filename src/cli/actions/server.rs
use crate::api::{
    self,
    handlers::state::{RelayConfig, RelayState},
};
use crate::relay::RedirectPolicy;
use anyhow::{Context, Result};
use std::sync::Arc;
use tracing::{debug, warn};

#[derive(Debug)]
pub struct Args {
    pub port: u16,
    pub google_client_id: Option<String>,
    pub facebook_app_id: Option<String>,
    pub cookie_secure: bool,
    pub backend_timeout_seconds: u64,
    pub redirect_allowlist: Vec<String>,
}

/// Build the relay configuration from the CLI arguments.
#[must_use]
pub fn config(args: Args) -> RelayConfig {
    let policy = RedirectPolicy::from_entries(&args.redirect_allowlist);
    if policy.is_permissive() {
        warn!("No redirect allow-list configured: identities are handed to any caller-supplied redirect");
    }

    RelayConfig::new()
        .with_google_client_id(args.google_client_id)
        .with_facebook_app_id(args.facebook_app_id)
        .with_cookie_secure(args.cookie_secure)
        .with_backend_timeout_seconds(args.backend_timeout_seconds)
        .with_redirect_policy(policy)
}

/// Execute the server action.
/// # Errors
/// Returns an error if the backend client cannot be built or the server fails to start.
pub async fn execute(args: Args) -> Result<()> {
    let port = args.port;
    let relay_config = config(args);

    debug!("Relay config: {:?}", relay_config);

    let relay_state =
        Arc::new(RelayState::new(relay_config).context("Failed to initialize relay state")?);

    api::new(port, relay_state).await
}
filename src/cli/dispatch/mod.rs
//! Command-line argument dispatch.
//!
//! This module maps validated CLI arguments to the action to run, such as
//! starting the relay server with its full configuration.

use crate::cli::actions::{server::Args, Action};
use crate::cli::commands::relay;
use anyhow::Result;

/// Map validated CLI matches to a server action.
///
/// # Errors
/// Returns an error if required arguments are missing or inconsistent.
pub fn handler(matches: &clap::ArgMatches) -> Result<Action> {
    let port = matches.get_one::<u16>("port").copied().unwrap_or(8080);
    let relay_opts = relay::Options::parse(matches)?;

    Ok(Action::Server(Args {
        port,
        google_client_id: relay_opts.google_client_id,
        facebook_app_id: relay_opts.facebook_app_id,
        cookie_secure: relay_opts.cookie_secure,
        backend_timeout_seconds: relay_opts.backend_timeout_seconds,
        redirect_allowlist: relay_opts.redirect_allowlist,
    }))
}
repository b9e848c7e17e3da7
use crate::cli::actions::{server, Action};
use anyhow::Result;

/// Execute the provided action.
/// # Errors
/// Returns an error if the action fails.
pub async fn execute(action: Action) -> Result<()> {
    match action {
        Action::Server(args) => server::execute(args).await,
    }
}
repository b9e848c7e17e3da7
use anyhow::Result;
use signin_relay::cli;

// Main function
#[tokio::main]
async fn main() -> Result<()> {
    let action = cli::start()?;

    action.execute().await?;

    Ok(())
}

◇ ◇ ◇ ◇ ◇ ◇ ◇

**EXERCISE DETAILS**: Your response should be made up of the lines in the data that contain the word "crate".

**WRITTEN ANSWER**:
use crate::api::{
use crate::relay::RedirectPolicy;
use crate::cli::actions::{server::Args, Action};
use crate::cli::commands::relay;
use crate::cli::actions::{server, Action};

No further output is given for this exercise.